By now, things were getting clearer. We analysed the case comprehensively. Here was a patient who presented acutely with fever, swollen, follicle studded tonsils and enlarged bilateral tender, soft and hot cervical lymphnodes. The throat swab had showed numerous gram positive cocci. The ASO titre was increased and the patient dramatically and completely responded to antibiotics. Taking into consideration, the presenting symptoms and signs, the laboratory data and clinical response, the diagnosis was crystal clear. The patient suffered from an acute streptococcal infection.

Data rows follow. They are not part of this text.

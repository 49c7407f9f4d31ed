//! Command entry points shared by the CLI: each turns a request into an
//! [`ExecutionOutcome`] whose status picks the exit code.

use std::collections::BTreeMap;
use std::path::{Path, PathBuf};
use std::str::FromStr;
use std::time::Duration;

use anyhow::Result;
use pep508_rs::Requirement;
use resbench_domain::{
    load_allow_list, load_scenario, normalize_dist_name, save_scenario, PlatformInfo, Scenario,
    ScenarioError,
};
use serde_json::{json, Value};
use time::OffsetDateTime;
use tracing::{info, warn};

use crate::bench::{run_benchmark, BenchOptions};
use crate::cache::MetadataCache;
use crate::cancel::CancelToken;
use crate::config::Config;
use crate::extract::{select_builder, SdistBuilder};
use crate::index::{PackageIndex, SimpleIndexClient};
use crate::outcome::ExecutionOutcome;
use crate::platform::{detect_python, inspect_platform};
use crate::traverse::{TraverseError, TraverseOptions, Traverser};
use crate::wheelhouse::materialize;

pub const SCENARIOS_DIR: &str = "scenarios";
pub const WHEELHOUSE_DIR: &str = "wheelhouse";
const INSTALLER_TIMEOUT: Duration = Duration::from_secs(3600);

pub struct CommandContext {
    config: Config,
    cancel: CancelToken,
}

impl CommandContext {
    pub fn new(config: Config, cancel: CancelToken) -> Self {
        Self { config, cancel }
    }

    pub fn config(&self) -> &Config {
        &self.config
    }

    pub fn cancel(&self) -> &CancelToken {
        &self.cancel
    }
}

#[derive(Debug, Clone, Default)]
pub struct FetchRequest {
    pub roots: Vec<String>,
    pub sdists_file: Option<PathBuf>,
    pub output: Option<PathBuf>,
}

#[derive(Debug, Clone)]
pub struct WheelsRequest {
    pub scenario: PathBuf,
    pub output_dir: Option<PathBuf>,
}

#[derive(Debug, Clone)]
pub struct BenchRequest {
    pub scenario: PathBuf,
    pub wheelhouse: Option<PathBuf>,
    pub warmups: usize,
    pub runs: usize,
}

#[derive(Debug, Clone)]
pub struct CheckRequest {
    pub scenario: PathBuf,
}

/// Explores the roots against the configured index and writes a scenario.
pub fn fetch(ctx: &CommandContext, request: &FetchRequest) -> Result<ExecutionOutcome> {
    let config = ctx.config();
    let Some(python) = detect_python(config.build().python.as_deref()) else {
        return Ok(ExecutionOutcome::user_error(
            "no Python interpreter found to describe the target platform",
            json!({ "hint": "put python3 on PATH or set RESBENCH_PYTHON" }),
        ));
    };
    let platform = match inspect_platform(&python) {
        Ok(platform) => platform,
        Err(err) => {
            return Ok(ExecutionOutcome::failure(
                format!("failed to query {}", python.display()),
                json!({ "reason": format!("{err:#}") }),
            ))
        }
    };
    let cache = match MetadataCache::open(&config.cache().path) {
        Ok(cache) => cache,
        Err(err) => return Ok(cache_failure(&err.to_string(), &config.cache().path)),
    };
    let index = match SimpleIndexClient::new(&config.cache().path, config.network()) {
        Ok(index) => index,
        Err(err) => {
            return Ok(ExecutionOutcome::failure(
                "failed to set up the index client",
                json!({ "reason": err.to_string(), "code": err.code() }),
            ))
        }
    };
    let builder = select_builder(config.build(), config.network());
    run_fetch(
        ctx,
        request,
        &FetchInputs {
            platform,
            cache: &cache,
            index: &index,
            builder: builder.as_ref(),
            generated_at: OffsetDateTime::now_utc(),
        },
    )
}

struct FetchInputs<'a> {
    platform: PlatformInfo,
    cache: &'a MetadataCache,
    index: &'a dyn PackageIndex,
    builder: &'a dyn SdistBuilder,
    generated_at: OffsetDateTime,
}

fn run_fetch(
    ctx: &CommandContext,
    request: &FetchRequest,
    inputs: &FetchInputs<'_>,
) -> Result<ExecutionOutcome> {
    let basename = match scenario_basename(&request.roots) {
        Ok(basename) => basename,
        Err(reason) => {
            return Ok(ExecutionOutcome::user_error(
                "invalid root requirement",
                json!({ "reason": reason }),
            ))
        }
    };
    let allowed_sdists = match load_allow_list(request.sdists_file.as_deref()) {
        Ok(allowed) => allowed,
        Err(err) => {
            return Ok(ExecutionOutcome::user_error(
                "failed to load the sdist allow-list",
                json!({ "reason": format!("{err:#}") }),
            ))
        }
    };
    info!(allowed = allowed_sdists.len(), "sdists allowed");

    let config = ctx.config();
    let traverser = Traverser::new(inputs.cache, inputs.index, inputs.builder, ctx.cancel())
        .with_index_epoch(config.network().index_epoch.clone());
    let options = TraverseOptions {
        roots: request.roots.clone(),
        allowed_sdists,
        platform: inputs.platform.clone(),
        generated_at: inputs.generated_at,
        jobs: config.traversal().jobs,
    };
    let traversal = match traverser.traverse(&options) {
        Ok(traversal) => traversal,
        Err(err) => return Ok(traverse_failure(&err)),
    };

    let output = request
        .output
        .clone()
        .unwrap_or_else(|| next_scenario_path(Path::new(SCENARIOS_DIR), &basename));
    if let Err(err) = traversal.scenario.validate() {
        return Ok(ExecutionOutcome::failure(
            "traversal produced an invalid scenario; nothing was written",
            json!({ "reason": err.to_string(), "code": err.code() }),
        ));
    }
    if let Err(err) = save_scenario(&output, &traversal.scenario) {
        return Ok(ExecutionOutcome::failure(
            "failed to write the scenario",
            json!({ "reason": err.to_string(), "code": err.code() }),
        ));
    }
    info!(path = %output.display(), "scenario written");

    let diagnostics = traversal.scenario.issues().messages();
    for message in &diagnostics {
        warn!("{message}");
    }
    Ok(ExecutionOutcome::success(
        format!("wrote {}", output.display()),
        json!({
            "scenario": output.display().to_string(),
            "packages": traversal.scenario.packages().len(),
            "versions": version_count(&traversal.scenario),
            "unlisted": traversal.unlisted,
            "diagnostics": diagnostics,
        }),
    ))
}

/// Renders the scenario as a local wheel index.
pub fn wheels(request: &WheelsRequest) -> Result<ExecutionOutcome> {
    let scenario = match load_scenario(&request.scenario) {
        Ok(scenario) => scenario,
        Err(err) => return Ok(scenario_error(&err)),
    };
    let output = request
        .output_dir
        .clone()
        .unwrap_or_else(|| default_wheelhouse(&request.scenario));
    match materialize(&scenario, &output) {
        Ok(summary) => Ok(ExecutionOutcome::success(
            format!("wrote {} wheels to {}", summary.wheels, summary.root.display()),
            json!({
                "wheelhouse": summary.root.display().to_string(),
                "projects": summary.projects,
                "wheels": summary.wheels,
            }),
        )),
        Err(err) => Ok(ExecutionOutcome::failure(
            "failed to materialize the wheelhouse",
            json!({ "reason": format!("{err:#}") }),
        )),
    }
}

/// Times the installer resolving the scenario's roots against its wheelhouse.
pub fn bench(ctx: &CommandContext, request: &BenchRequest) -> Result<ExecutionOutcome> {
    if request.runs == 0 {
        return Ok(ExecutionOutcome::user_error(
            "at least one timed run is required",
            json!({ "hint": "pass --runs 1 or more" }),
        ));
    }
    let scenario = match load_scenario(&request.scenario) {
        Ok(scenario) => scenario,
        Err(err) => return Ok(scenario_error(&err)),
    };
    let wheelhouse = request
        .wheelhouse
        .clone()
        .unwrap_or_else(|| default_wheelhouse(&request.scenario));
    if !wheelhouse.is_dir() {
        return Ok(ExecutionOutcome::user_error(
            format!("wheelhouse {} does not exist", wheelhouse.display()),
            json!({
                "hint": format!("run `resbench wheels {}` first", request.scenario.display()),
            }),
        ));
    }
    let Some(python) = detect_python(ctx.config().build().python.as_deref()) else {
        return Ok(ExecutionOutcome::user_error(
            "no Python interpreter found to run the installer",
            json!({ "hint": "put python3 on PATH or set RESBENCH_PYTHON" }),
        ));
    };
    let options = BenchOptions {
        python,
        log_dir: wheelhouse
            .parent()
            .map_or_else(|| PathBuf::from("."), Path::to_path_buf),
        label: scenario_label(&request.scenario),
        wheelhouse,
        requirements: scenario.root_requirements().to_vec(),
        warmups: request.warmups,
        runs: request.runs,
        timeout: INSTALLER_TIMEOUT,
    };
    match run_benchmark(&options, ctx.cancel()) {
        Ok(report) => Ok(ExecutionOutcome::success(
            format!(
                "mean {:.3}s, stdev {:.3}s over {} runs",
                report.runs.mean,
                report.runs.stdev,
                report.runs.seconds.len()
            ),
            serde_json::to_value(&report)?,
        )),
        Err(err) => Ok(ExecutionOutcome::failure(
            "benchmark aborted",
            json!({ "reason": format!("{err:#}") }),
        )),
    }
}

/// Loads and validates a scenario, reporting its diagnostics.
pub fn check(request: &CheckRequest) -> Result<ExecutionOutcome> {
    let scenario = match load_scenario(&request.scenario) {
        Ok(scenario) => scenario,
        Err(err) => return Ok(scenario_error(&err)),
    };
    let issues = scenario.issues();
    let outcomes = issues
        .outcome_counts
        .iter()
        .map(|(outcome, count)| (outcome.to_string(), *count))
        .collect::<BTreeMap<_, _>>();
    Ok(ExecutionOutcome::success(
        format!("{} is valid", request.scenario.display()),
        json!({
            "packages": scenario.packages().len(),
            "versions": version_count(&scenario),
            "empty_packages": issues.empty_packages,
            "outcomes": outcomes,
            "diagnostics": issues.messages(),
        }),
    ))
}

fn scenario_basename(roots: &[String]) -> Result<String, String> {
    if roots.is_empty() {
        return Err("at least one root requirement is required".to_string());
    }
    roots
        .iter()
        .map(|raw| {
            Requirement::from_str(raw.trim())
                .map(|requirement| normalize_dist_name(&requirement.name.to_string()))
                .map_err(|err| format!("`{raw}`: {err}"))
        })
        .collect::<Result<Vec<_>, _>>()
        .map(|names| names.join("-"))
}

/// First `<dir>/<basename>-<n>.json` that does not exist yet.
fn next_scenario_path(dir: &Path, basename: &str) -> PathBuf {
    (0..)
        .map(|n| dir.join(format!("{basename}-{n}.json")))
        .find(|candidate| !candidate.exists())
        .unwrap_or_else(|| dir.join(format!("{basename}.json")))
}

fn scenario_label(path: &Path) -> String {
    path.file_stem()
        .map_or_else(|| "scenario".to_string(), |stem| stem.to_string_lossy().into_owned())
}

fn default_wheelhouse(scenario: &Path) -> PathBuf {
    Path::new(WHEELHOUSE_DIR).join(scenario_label(scenario))
}

fn version_count(scenario: &Scenario) -> usize {
    scenario
        .packages()
        .values()
        .map(|package| package.versions.len())
        .sum()
}

fn scenario_error(err: &ScenarioError) -> ExecutionOutcome {
    ExecutionOutcome::user_error(
        "scenario is not usable",
        json!({ "reason": err.to_string(), "code": err.code() }),
    )
}

fn cache_failure(reason: &str, path: &Path) -> ExecutionOutcome {
    ExecutionOutcome::failure(
        format!("failed to open the metadata cache at {}", path.display()),
        json!({ "reason": reason }),
    )
}

fn traverse_failure(err: &TraverseError) -> ExecutionOutcome {
    let details = json!({ "reason": err.to_string(), "code": err.code() });
    match err {
        TraverseError::InvalidRequirement(_) => {
            ExecutionOutcome::user_error("invalid root requirement", details)
        }
        TraverseError::Cancelled => {
            let mut outcome = ExecutionOutcome::failure("traversal cancelled", details);
            if let Value::Object(map) = &mut outcome.details {
                map.insert(
                    "hint".into(),
                    json!("no scenario was written; rerun to resume from the cache"),
                );
            }
            outcome
        }
        _ => ExecutionOutcome::failure("traversal failed", details),
    }
}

However, two features demanded explanation. One was the high percentage of atypical lymphocytes in an acute bacterial infection and the second was the CMV IgM, herpes simplex IgM and EBV IgM, all positive in a patient with acute streptococcal infection. Lymphocytosis often occurs in young children in response to infections which produce a neutrophil reaction in adults.4 This explains the lymphocytosis and atypical lymphocytes seen in our case with acute streptococcal infection which typically produces a neutrophilic leucocytosis in adults. However, it is worthwhile noting that according to the literature, lymphocytosis is usually rare during such acute bacterial infections except in pertussis.5 The rarity and paucity of literature on this subject prompted the publication of this report. It is well documented in the literature that in response to stress, lymphocytes that are characterised by nuclear and cytoplasmic distortion appear in the blood.5 Thus, another explanation for atypical lymphocytosis in this child could be the stress caused by dysphagia. False positive CMV IgM can be due to cross-reactions between infections caused by closely related viruses like the acute EBV infection. The CMV IgM axsym assay shows a lack of specificity in acute EBV infection hence precautions must be taken when CMV IgM results are interpreted.6 The above mentioned published fact, plus the absence of CMV DNA in plasma in this patient, proves that the CMV IgM result was false positive. Acute herpes simplex virus infections typically produce pharyngitis and stomatitis and very rarely lead to such huge bilateral tonsillar enlargement. Failure of a patient with suspected streptococcal throat infection to improve within 48 hours should evoke suspicion of infectious mononucleosis, 7 but our patient responded very well to antibiotics thus ruling out a primary infection by EBV.

Thus in this patient with acute upper respiratory and lymphnode inflammation due to streptococci, well known for its immunological warfare, and taking into consideration the entire clinical, pathological and therapeutic scenario, IgM antibodies to CMV, HSV and EBV were false positive.

CONCLUSION

Haematologically, a large number of atypical lymphocytes can be seen in the blood film of a patient with severe, acute upper respiratory streptococcal infection. Immunologically, false positive IgM antibodies to CMV, HSV and EBV can be observed in patients with such severe acute streptococcal infections.